Black Snow Falling was nominated for the 2019 CILIP Carnegie Medal, Edinburgh International Book Festival First Book Award and the Historical Association’s Young Quills Award. Scottish Book Trust Book of the Month December 2018. The manuscript attracted Creative Scotland funding.
PhD research supervisors: Professor Heather Walton and novelist Dr Carolyn-Jess Cooke.

The story behind Black Snow Falling
In Tudor England, Ruth is the spirited daughter of a bereaved merchant. When she is betrayed, it doesn’t just break her heart but splits apart time itself, where sinister creatures are stealing dreams and rampaging through the years. Black Snow Falling is about Ruth’s struggle to find agency.
Stories which use myth and go beyond reality can help meet that need in us to explain how things can go so wrong, to articulate unspeakable things.

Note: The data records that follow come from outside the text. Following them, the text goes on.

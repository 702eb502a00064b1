/// Module for the managing source code, tokens, and the argument stream.
#[macro_use]
pub mod lang;

/// Module for the runtime and the data structures used by the interpreter.  As well as the
/// interpreter itself.
#[macro_use]
pub mod runtime;

/// Configuration file loading.
pub mod config;
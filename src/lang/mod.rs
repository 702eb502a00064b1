/// Module for managing the original source code and locations within it.
#[macro_use]
pub mod source_buffer;

/// Module for turning script text into lines of tokens.
pub mod tokenizing;

/// The argument stream commands consume their arguments from.
pub mod arg_stream;
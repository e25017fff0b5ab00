//! Domain types for the minicloud registry.
//!
//! A [`Pod`] owns its [`Node`]s; a JobNode owns the [`Job`] records it has
//! ever hosted. Nodes are a sum type over a shared identity record so the
//! two capabilities never leak into each other.

use serde::{Deserialize, Serialize};
use std::collections::HashMap;

use crate::error::{ClusterError, ClusterResult};

/// Opaque random identifier of a pod.
pub type PodId = String;

/// Identifier of a node, derived from its container id.
pub type NodeId = String;

/// Caller-supplied identifier of a job.
pub type JobId = String;

// ── Job ──────────────────────────────────────────────────────────

/// Lifecycle status of a job. The last three are absorbing.
#[derive(Debug, Clone, Copy, PartialEq, Eq, Serialize, Deserialize)]
#[serde(rename_all = "snake_case")]
pub enum JobStatus {
    Registered,
    Running,
    Completed,
    Aborted,
    Failed,
}

impl JobStatus {
    pub fn is_terminal(self) -> bool {
        matches!(self, JobStatus::Completed | JobStatus::Aborted | JobStatus::Failed)
    }
}

/// One submitted unit of work, bound to a single JobNode for its lifetime.
#[derive(Debug, Clone, Serialize, Deserialize, PartialEq)]
pub struct Job {
    pub job_id: JobId,
    pub job_name: String,
    pub node_id: NodeId,
    pub status: JobStatus,
    /// Exit code reported by the completion callback.
    pub exit_code: Option<i32>,
}

impl Job {
    pub fn new(job_id: &str, job_name: &str, node_id: &str) -> Self {
        Self {
            job_id: job_id.to_string(),
            job_name: job_name.to_string(),
            node_id: node_id.to_string(),
            status: JobStatus::Registered,
            exit_code: None,
        }
    }

    pub fn start(&mut self) -> ClusterResult<()> {
        self.transition(JobStatus::Running)
    }

    pub fn complete(&mut self, exit_code: i32) -> ClusterResult<()> {
        self.transition(JobStatus::Completed)?;
        self.exit_code = Some(exit_code);
        Ok(())
    }

    pub fn abort(&mut self) -> ClusterResult<()> {
        self.transition(JobStatus::Aborted)
    }

    pub fn fail(&mut self) -> ClusterResult<()> {
        self.transition(JobStatus::Failed)
    }

    fn transition(&mut self, to: JobStatus) -> ClusterResult<()> {
        let allowed = match (self.status, to) {
            (JobStatus::Registered, JobStatus::Running) => true,
            (JobStatus::Registered, JobStatus::Failed) => true,
            (JobStatus::Running, s) => s.is_terminal(),
            _ => false,
        };
        if !allowed {
            return Err(ClusterError::ConsistencyViolation(format!(
                "job {} cannot move from {:?} to {:?}",
                self.job_id, self.status, to
            )));
        }
        self.status = to;
        Ok(())
    }
}

// ── Node ─────────────────────────────────────────────────────────

/// Which variant of node a caller asks for.
#[derive(Debug, Clone, Copy, PartialEq, Eq, Serialize, Deserialize)]
#[serde(rename_all = "snake_case")]
pub enum NodeType {
    Job,
    Server,
}

#[derive(Debug, Clone, Copy, PartialEq, Eq, Serialize, Deserialize)]
#[serde(rename_all = "snake_case")]
pub enum JobNodeStatus {
    Idle,
    Running,
}

#[derive(Debug, Clone, Copy, PartialEq, Eq, Serialize, Deserialize)]
#[serde(rename_all = "snake_case")]
pub enum ServerNodeStatus {
    New,
    Online,
    Paused,
}

/// A unit of compute backed by one container.
#[derive(Debug, Clone, Serialize, Deserialize, PartialEq)]
pub struct Node {
    pub node_id: NodeId,
    pub node_name: String,
    pub pod_id: PodId,
    #[serde(flatten)]
    pub kind: NodeKind,
}

#[derive(Debug, Clone, Serialize, Deserialize, PartialEq)]
#[serde(tag = "node_type", rename_all = "snake_case")]
pub enum NodeKind {
    Job(JobNode),
    Server(ServerNode),
}

/// Runs one-shot jobs, at most one at a time.
#[derive(Debug, Clone, Serialize, Deserialize, PartialEq)]
pub struct JobNode {
    pub status: JobNodeStatus,
    /// The job currently bound to this node. `Some` iff `status == Running`.
    pub current_job: Option<JobId>,
    /// Every job this node has hosted, keyed by job id.
    #[serde(skip)]
    pub jobs: HashMap<JobId, Job>,
}

/// Runs a long-lived service on a fixed host port.
#[derive(Debug, Clone, Serialize, Deserialize, PartialEq)]
pub struct ServerNode {
    pub status: ServerNodeStatus,
    pub port: u16,
    pub gauges: ResourceGauges,
}

/// Last sampled resource usage of a server node.
#[derive(Debug, Clone, Copy, Default, Serialize, Deserialize, PartialEq)]
pub struct ResourceGauges {
    /// CPU usage normalized against the pod's per-node cap (0–100).
    pub cpu_percent: f64,
    pub mem_bytes: u64,
    pub network_in: u64,
    pub network_out: u64,
}

impl Node {
    pub fn job(node_id: &str, node_name: &str, pod_id: &str) -> Self {
        Self {
            node_id: node_id.to_string(),
            node_name: node_name.to_string(),
            pod_id: pod_id.to_string(),
            kind: NodeKind::Job(JobNode {
                status: JobNodeStatus::Idle,
                current_job: None,
                jobs: HashMap::new(),
            }),
        }
    }

    pub fn server(node_id: &str, node_name: &str, pod_id: &str, port: u16) -> Self {
        Self {
            node_id: node_id.to_string(),
            node_name: node_name.to_string(),
            pod_id: pod_id.to_string(),
            kind: NodeKind::Server(ServerNode {
                status: ServerNodeStatus::New,
                port,
                gauges: ResourceGauges::default(),
            }),
        }
    }

    pub fn node_type(&self) -> NodeType {
        match self.kind {
            NodeKind::Job(_) => NodeType::Job,
            NodeKind::Server(_) => NodeType::Server,
        }
    }

    pub fn as_job_node(&self) -> Option<&JobNode> {
        match &self.kind {
            NodeKind::Job(j) => Some(j),
            NodeKind::Server(_) => None,
        }
    }

    pub fn as_job_node_mut(&mut self) -> ClusterResult<&mut JobNode> {
        match &mut self.kind {
            NodeKind::Job(j) => Ok(j),
            NodeKind::Server(_) => Err(ClusterError::WrongNodeKind {
                node_id: self.node_id.clone(),
                expected: NodeType::Job,
            }),
        }
    }

    pub fn as_server_node(&self) -> Option<&ServerNode> {
        match &self.kind {
            NodeKind::Server(s) => Some(s),
            NodeKind::Job(_) => None,
        }
    }

    pub fn as_server_node_mut(&mut self) -> ClusterResult<&mut ServerNode> {
        match &mut self.kind {
            NodeKind::Server(s) => Ok(s),
            NodeKind::Job(_) => Err(ClusterError::WrongNodeKind {
                node_id: self.node_id.clone(),
                expected: NodeType::Server,
            }),
        }
    }

    /// A JobNode that is not idle cannot be torn down.
    pub fn is_busy(&self) -> bool {
        matches!(&self.kind, NodeKind::Job(j) if j.status != JobNodeStatus::Idle)
    }

    /// Human-readable status string for listings.
    pub fn status_label(&self) -> &'static str {
        match &self.kind {
            NodeKind::Job(j) => match j.status {
                JobNodeStatus::Idle => "idle",
                JobNodeStatus::Running => "running",
            },
            NodeKind::Server(s) => match s.status {
                ServerNodeStatus::New => "new",
                ServerNodeStatus::Online => "online",
                ServerNodeStatus::Paused => "paused",
            },
        }
    }
}

impl JobNode {
    /// Bind a freshly started job to this node.
    pub(crate) fn assign(&mut self, job: Job) -> ClusterResult<()> {
        if self.status != JobNodeStatus::Idle || self.current_job.is_some() {
            return Err(ClusterError::NodeBusy(job.node_id.clone()));
        }
        if self.jobs.contains_key(&job.job_id) {
            return Err(ClusterError::DuplicateJobId(job.job_id.clone()));
        }
        self.current_job = Some(job.job_id.clone());
        self.status = JobNodeStatus::Running;
        self.jobs.insert(job.job_id.clone(), job);
        Ok(())
    }

    pub(crate) fn set_idle(&mut self) {
        self.current_job = None;
        self.status = JobNodeStatus::Idle;
    }
}

// ── Pod ──────────────────────────────────────────────────────────

/// A named grouping of nodes with its own scaling policy.
#[derive(Debug, Clone)]
pub struct Pod {
    pub pod_id: PodId,
    pub pod_name: String,
    nodes: HashMap<NodeId, Node>,
    /// Node ids in insertion order, oldest first.
    order: Vec<NodeId>,
    pub is_elastic: bool,
    pub min_nodes: u32,
    pub max_nodes: u32,
    pub lower_threshold: f64,
    pub upper_threshold: f64,
    /// CPUs granted to each server node of this pod.
    pub cpu_percent_cap: f64,
    /// Mean CPU percent of the last sampling pass.
    pub usage: Option<f64>,
}

impl Pod {
    pub fn new(pod_id: &str, pod_name: &str, cpu_cap: f64, lower: f64, upper: f64) -> Self {
        Self {
            pod_id: pod_id.to_string(),
            pod_name: pod_name.to_string(),
            nodes: HashMap::new(),
            order: Vec::new(),
            is_elastic: false,
            min_nodes: 1,
            max_nodes: 1,
            lower_threshold: lower,
            upper_threshold: upper,
            cpu_percent_cap: cpu_cap,
            usage: None,
        }
    }

    pub fn node(&self, node_id: &str) -> Option<&Node> {
        self.nodes.get(node_id)
    }

    pub fn node_mut(&mut self, node_id: &str) -> Option<&mut Node> {
        self.nodes.get_mut(node_id)
    }

    pub fn node_by_name(&self, name: &str) -> Option<&Node> {
        self.nodes.values().find(|n| n.node_name == name)
    }

    /// All nodes, oldest first.
    pub fn nodes(&self) -> impl Iterator<Item = &Node> {
        self.order.iter().filter_map(|id| self.nodes.get(id))
    }

    pub fn server_nodes(&self) -> impl Iterator<Item = &Node> {
        self.nodes().filter(|n| n.node_type() == NodeType::Server)
    }

    pub fn job_nodes(&self) -> impl Iterator<Item = &Node> {
        self.nodes().filter(|n| n.node_type() == NodeType::Job)
    }

    pub fn node_count(&self) -> usize {
        self.nodes.len()
    }

    pub fn server_count(&self) -> usize {
        self.server_nodes().count()
    }

    pub fn is_empty(&self) -> bool {
        self.nodes.is_empty()
    }

    /// The most recently added server node.
    pub fn newest_server(&self) -> Option<&Node> {
        self.order
            .iter()
            .rev()
            .filter_map(|id| self.nodes.get(id))
            .find(|n| n.node_type() == NodeType::Server)
    }

    pub fn set_lower_threshold(&mut self, value: f64) -> ClusterResult<()> {
        if !(0.0..=100.0).contains(&value) || value >= self.upper_threshold {
            return Err(ClusterError::InvalidThreshold(format!(
                "lower threshold {value} must lie in [0, {})",
                self.upper_threshold
            )));
        }
        self.lower_threshold = value;
        Ok(())
    }

    pub fn set_upper_threshold(&mut self, value: f64) -> ClusterResult<()> {
        if !(0.0..=100.0).contains(&value) || value <= self.lower_threshold {
            return Err(ClusterError::InvalidThreshold(format!(
                "upper threshold {value} must lie in ({}, 100]",
                self.lower_threshold
            )));
        }
        self.upper_threshold = value;
        Ok(())
    }

    pub(crate) fn insert_node(&mut self, node: Node) {
        self.order.push(node.node_id.clone());
        self.nodes.insert(node.node_id.clone(), node);
    }

    pub(crate) fn take_node(&mut self, node_id: &str) -> Option<Node> {
        let node = self.nodes.remove(node_id)?;
        self.order.retain(|id| id != node_id);
        Some(node)
    }

    pub fn summary(&self, tier: &str) -> PodSummary {
        PodSummary {
            pod_id: self.pod_id.clone(),
            pod_name: self.pod_name.clone(),
            pod_type: tier.to_string(),
            is_elastic: self.is_elastic,
            min_nodes: self.min_nodes,
            max_nodes: self.max_nodes,
            lower_threshold: self.lower_threshold,
            upper_threshold: self.upper_threshold,
            cpu_percent_cap: self.cpu_percent_cap,
            usage: self.usage,
            total_nodes: self.nodes.len(),
        }
    }
}

/// Listing view of a pod.
#[derive(Debug, Clone, Serialize, Deserialize, PartialEq)]
pub struct PodSummary {
    pub pod_id: PodId,
    pub pod_name: String,
    pub pod_type: String,
    pub is_elastic: bool,
    pub min_nodes: u32,
    pub max_nodes: u32,
    pub lower_threshold: f64,
    pub upper_threshold: f64,
    pub cpu_percent_cap: f64,
    pub usage: Option<f64>,
    pub total_nodes: usize,
}

/// Listing view of a node.
#[derive(Debug, Clone, Serialize, Deserialize, PartialEq)]
pub struct NodeSummary {
    pub node_id: NodeId,
    pub node_name: String,
    pub node_type: NodeType,
    pub status: String,
    pub pod_id: PodId,
    pub pod_name: String,
    pub port: Option<u16>,
}

impl NodeSummary {
    pub fn new(node: &Node, pod: &Pod) -> Self {
        Self {
            node_id: node.node_id.clone(),
            node_name: node.node_name.clone(),
            node_type: node.node_type(),
            status: node.status_label().to_string(),
            pod_id: pod.pod_id.clone(),
            pod_name: pod.pod_name.clone(),
            port: node.as_server_node().map(|s| s.port),
        }
    }
}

The novel (for young adults and up) draws on my fascination with psychology, the inner workings of minds and mechanical machines, and how people can be controlled by culture. As a child, my engineer father introduced me to science and the industrial revolution museums around Manchester. On a trip to Florence many years later, a 500 year-old moving Armillary Sphere made a deep impression on me. The Medicis had commissioned this in the 1500s, and it embodied the long-held belief that the earth was at the centre of the heavens. Early science, in opposition to this prevailing belief, was cast as heresy. It became a motif for Black Snow Falling.